THE VISION
Like many innovative companies, Virtual Procurement Services (VPS) can trace its inception to just three visionary ideas: identifying what economists refer to as the “excess returns above normal values” that are generated in a competitive market, eliminating inefficiencies in technology procurement, and finding a better way to do it.
Twelve years ago, Scott Robins, who was enjoying a profitable career as a successful technology salesperson, was conversing with one of his clients (a CIO at one of the top three gaming companies in the world) about a new concern that had become front of mind for them: constraining spending on technology. In late 2007, the first fissures of what would soon become another financial disaster for the world were beginning to crack through the imagined safe space of leveraged CDOs, and Alan Greenspan’s “irrational exuberance” was proving to be much more impactful than a Keynesian taunt bandied about at cocktail parties.
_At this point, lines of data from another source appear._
//! Field extraction helpers shared by the content transformers.
//!
//! Content records are loosely shaped: a field may be absent, `null`, an empty
//! object, or populated. Every helper here maps "nothing useful" to `None` so
//! that documents get an explicit `null` rather than an empty value.

use search_indexer_shared::NamedTerm;
use serde_json::Value;

/// Read a non-empty string at a JSON pointer.
pub fn text(record: &Value, pointer: &str) -> Option<String> {
    record.pointer(pointer).and_then(scalar_string)
}

/// Read the first non-empty string among several JSON pointers.
pub fn first_text(record: &Value, pointers: &[&str]) -> Option<String> {
    pointers.iter().find_map(|pointer| text(record, pointer))
}

/// Render a string or number as a non-empty string.
pub fn scalar_string(value: &Value) -> Option<String> {
    match value {
        Value::String(s) if !s.trim().is_empty() => Some(s.clone()),
        Value::Number(n) => Some(n.to_string()),
        _ => None,
    }
}

/// Read a boolean at a JSON pointer; `"true"`/`"false"` strings are accepted.
pub fn flag(record: &Value, pointer: &str) -> Option<bool> {
    match record.pointer(pointer)? {
        Value::Bool(b) => Some(*b),
        Value::String(s) => s.trim().parse().ok(),
        _ => None,
    }
}

/// Read an integer at a JSON pointer; numeric strings are accepted.
pub fn integer(record: &Value, pointer: &str) -> Option<i64> {
    match record.pointer(pointer)? {
        Value::Number(n) => n.as_i64().or_else(|| n.as_f64().map(|f| f as i64)),
        Value::String(s) => s.trim().parse().ok(),
        _ => None,
    }
}

/// Display title of an optional `{title}` field.
///
/// Returns `None` for an absent key, `null`, `false`, an empty object, or an
/// empty title. A bare string is taken as the title itself.
pub fn extract_optional_title(field: Option<&Value>) -> Option<String> {
    match field? {
        Value::Object(map) => map
            .get("title")
            .or_else(|| map.get("name"))
            .and_then(scalar_string),
        Value::String(s) if !s.trim().is_empty() => Some(s.clone()),
        _ => None,
    }
}

/// Flatten a list of `{title}` objects into `{name}` terms.
fn flatten_titles(items: Option<&Value>) -> Option<Vec<NamedTerm>> {
    let terms: Vec<NamedTerm> = items?
        .as_array()?
        .iter()
        .filter_map(|item| extract_optional_title(Some(item)))
        .map(NamedTerm::new)
        .collect();

    if terms.is_empty() {
        None
    } else {
        Some(terms)
    }
}

/// Categories as `{name}` terms; empty or absent input yields `None`.
pub fn flatten_categories(categories: Option<&Value>) -> Option<Vec<NamedTerm>> {
    flatten_titles(categories)
}

/// Tags as `{name}` terms; empty or absent input yields `None`.
pub fn flatten_tags(tags: Option<&Value>) -> Option<Vec<NamedTerm>> {
    flatten_titles(tags)
}

/// Every credit of every credit block, in order, as `{name}` terms.
///
/// Blocks without a `credits` list contribute nothing.
pub fn flatten_people(credit_blocks: Option<&Value>) -> Option<Vec<NamedTerm>> {
    let people: Vec<NamedTerm> = credit_blocks?
        .as_array()?
        .iter()
        .filter_map(|block| block.get("credits").and_then(Value::as_array))
        .flatten()
        .filter_map(|credit| extract_optional_title(Some(credit)))
        .map(NamedTerm::new)
        .collect();

    if people.is_empty() {
        None
    } else {
        Some(people)
    }
}

/// Suggestion inputs for a title.
///
/// The lowercased title, followed by every suffix of its word sequence that
/// doesn't start with a skip word (so "the last of us" also suggests on
/// "last of us" and "us" when "the" and "of" are skipped).
pub fn suggestions(title: Option<&str>, skip_words: &[String]) -> Option<Vec<String>> {
    let title = title?.trim().to_lowercase();
    let words: Vec<&str> = title.split_whitespace().collect();
    if words.is_empty() {
        return None;
    }

    let mut inputs = vec![words.join(" ")];
    for start in 1..words.len() {
        if skip_words.iter().any(|skip| skip == words[start]) {
            continue;
        }
        inputs.push(words[start..].join(" "));
    }
    Some(inputs)
}

/// Parse a comma-separated skip word list.
pub fn parse_skip_words(raw: &str) -> Vec<String> {
    raw.split(',')
        .map(|word| word.trim().to_lowercase())
        .filter(|word| !word.is_empty())
        .collect()
}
The gaming and hospitality sector has always been (and continues to be) the “canary in the coal mine” for financial prognosticators, and it was against this backdrop that CFOs and far-sighted CIOs were looking to rein in the unfettered spending splurge on technology. The tantalizing promises of higher work production, improved workflow, increased efficiency, enhanced communication, better work-life balance, controlled total cost of ownership, fully realized return on investment, and a whole lot of other imagined benefits (buzzwords) had resulted in a race to throw as much money at technology as possible.